According to Varignon’s theorem, the algebraic sum of several concurrent forces about any point is equal to the moments of the moments of their resultant about the point.
To prove Varignon’s Theorem, consider the force R acting in the plane of the body as shown in the above-left side figure (a). The forces ‘P’ and ‘Q’ represent any two non-rectangular components of ‘R’. The moment of ‘R’ about point ‘O’ is
Mo = r × R
Because R = P + Q, we can write
r × R = r × (P + Q)
Using the distributive law for cross products, we have
Mo = r × R = r × P + r × Q
which says that the moment of ‘R’ about ‘O’ equals the sum of the moments about ‘O’ of its components ‘P’ and ‘Q’. This proves the theorem.
Varignon’s theorem need not be restricted to the case of two components, but it applies equally well to three or more. Thus we could have used any number of concurrent components of R in the foregoing proof.

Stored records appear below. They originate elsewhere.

// Sound table - synthesis parameters per click sound
//
// Pure data: every click variant is a waveform plus two envelope parameter
// sets (accented / regular) and the default tone pitches.

use crate::synth::envelope::EnvelopeParams;
use crate::synth::oscillator::WaveformType;
use std::fmt;
use std::str::FromStr;

/// Click duration for accented clicks (seconds)
pub const ACCENT_CLICK_DURATION: f32 = 0.05;
/// Click duration for regular clicks (seconds)
pub const REGULAR_CLICK_DURATION: f32 = 0.04;

/// Available click sounds
///
/// Serialized with the identifiers used in the settings record
/// (`"classic"`, `"rimShot"`, ...). Unknown identifiers read back as `Classic`.
#[derive(Debug, Clone, Copy, PartialEq, Eq, Hash, Default)]
#[derive(serde::Serialize, serde::Deserialize)]
#[serde(from = "String", into = "String")]
pub enum ClickSoundType {
    #[default]
    Classic,
    RimShot,
    Woodblock,
    Stick,
    Electronic,
    Bell,
}

/// Full parameter set for one sound
#[derive(Debug, Clone, Copy, PartialEq)]
pub struct SoundProfile {
    pub waveform: WaveformType,
    /// Default pitch of accented clicks (Hz)
    pub accent_frequency: f32,
    /// Default pitch of regular clicks (Hz)
    pub beat_frequency: f32,
    pub accent: EnvelopeParams,
    pub regular: EnvelopeParams,
}

impl SoundProfile {
    /// Envelope for an accented or regular click
    pub fn envelope(&self, is_downbeat: bool) -> EnvelopeParams {
        if is_downbeat { self.accent } else { self.regular }
    }
}

const CLASSIC: SoundProfile = SoundProfile {
    waveform: WaveformType::Sine,
    accent_frequency: 1000.0,
    beat_frequency: 600.0,
    accent: EnvelopeParams::new(0.6, 0.001, 0.015, 0.1, 0.015),
    regular: EnvelopeParams::new(0.45, 0.001, 0.012, 0.1, 0.015),
};

const RIM_SHOT: SoundProfile = SoundProfile {
    waveform: WaveformType::Sine,
    accent_frequency: 1200.0,
    beat_frequency: 900.0,
    accent: EnvelopeParams::new(0.65, 0.0005, 0.008, 0.05, 0.01),
    regular: EnvelopeParams::new(0.5, 0.0005, 0.006, 0.05, 0.01),
};

const WOODBLOCK: SoundProfile = SoundProfile {
    waveform: WaveformType::Sine,
    accent_frequency: 800.0,
    beat_frequency: 500.0,
    accent: EnvelopeParams::new(0.55, 0.002, 0.025, 0.15, 0.025),
    regular: EnvelopeParams::new(0.4, 0.002, 0.02, 0.15, 0.025),
};

const STICK: SoundProfile = SoundProfile {
    waveform: WaveformType::Sine,
    accent_frequency: 1500.0,
    beat_frequency: 1000.0,
    accent: EnvelopeParams::new(0.5, 0.0003, 0.01, 0.0, 0.005),
    regular: EnvelopeParams::new(0.4, 0.0003, 0.008, 0.0, 0.005),
};

const ELECTRONIC: SoundProfile = SoundProfile {
    waveform: WaveformType::Square,
    accent_frequency: 1800.0,
    beat_frequency: 1200.0,
    accent: EnvelopeParams::new(0.6, 0.001, 0.015, 0.05, 0.01),
    regular: EnvelopeParams::new(0.45, 0.001, 0.012, 0.05, 0.01),
};

const BELL: SoundProfile = SoundProfile {
    waveform: WaveformType::Sine,
    accent_frequency: 700.0,
    beat_frequency: 400.0,
    accent: EnvelopeParams::new(0.5, 0.003, 0.03, 0.2, 0.03),
    regular: EnvelopeParams::new(0.35, 0.003, 0.025, 0.2, 0.03),
};

impl ClickSoundType {
    pub const ALL: [ClickSoundType; 6] = [
        ClickSoundType::Classic,
        ClickSoundType::RimShot,
        ClickSoundType::Woodblock,
        ClickSoundType::Stick,
        ClickSoundType::Electronic,
        ClickSoundType::Bell,
    ];

    pub fn profile(&self) -> &'static SoundProfile {
        match self {
            ClickSoundType::Classic => &CLASSIC,
            ClickSoundType::RimShot => &RIM_SHOT,
            ClickSoundType::Woodblock => &WOODBLOCK,
            ClickSoundType::Stick => &STICK,
            ClickSoundType::Electronic => &ELECTRONIC,
            ClickSoundType::Bell => &BELL,
        }
    }

    /// Identifier used in persisted settings
    pub fn as_str(&self) -> &'static str {
        match self {
            ClickSoundType::Classic => "classic",
            ClickSoundType::RimShot => "rimShot",
            ClickSoundType::Woodblock => "woodblock",
            ClickSoundType::Stick => "stick",
            ClickSoundType::Electronic => "electronic",
            ClickSoundType::Bell => "bell",
        }
    }

    /// Parse an identifier, falling back to `Classic` for unknown names
    pub fn from_name(name: &str) -> Self {
        name.parse().unwrap_or_else(|_| {
            log::debug!("Unknown click sound '{}', using classic", name);
            ClickSoundType::Classic
        })
    }

    /// Next sound in table order (wraps)
    pub fn next(&self) -> Self {
        let index = Self::ALL.iter().position(|s| s == self).unwrap_or(0);
        Self::ALL[(index + 1) % Self::ALL.len()]
    }
}

/// Returned when a sound identifier is not in the table
#[derive(Debug, Clone, PartialEq, Eq, thiserror::Error)]
#[error("Unknown click sound: {0}")]
pub struct UnknownSoundType(pub String);

impl FromStr for ClickSoundType {
    type Err = UnknownSoundType;

    fn from_str(s: &str) -> Result<Self, Self::Err> {
        ClickSoundType::ALL
            .iter()
            .copied()
            .find(|sound| sound.as_str().eq_ignore_ascii_case(s))
            .ok_or_else(|| UnknownSoundType(s.to_string()))
    }
}

impl From<String> for ClickSoundType {
    fn from(name: String) -> Self {
        ClickSoundType::from_name(&name)
    }
}

impl From<ClickSoundType> for String {
    fn from(sound: ClickSoundType) -> Self {
        sound.as_str().to_string()
    }
}

impl fmt::Display for ClickSoundType {
    fn fmt(&self, f: &mut fmt::Formatter<'_>) -> fmt::Result {
        f.write_str(self.as_str())
    }
}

In the above right side figure (b) illustrates the usefulness of Varignon’s theorem. The moment of ‘R’ about point ‘O’ is ‘R × d’. However, if ‘d’ is more difficult to determine than ‘p’ and ‘q’, we can resolve ‘R’ into the components ‘P’ and ‘Q’, and compute the moment as
Mo = R × d = – p × P + q × Q
where we take the clockwise moment sense to be positive.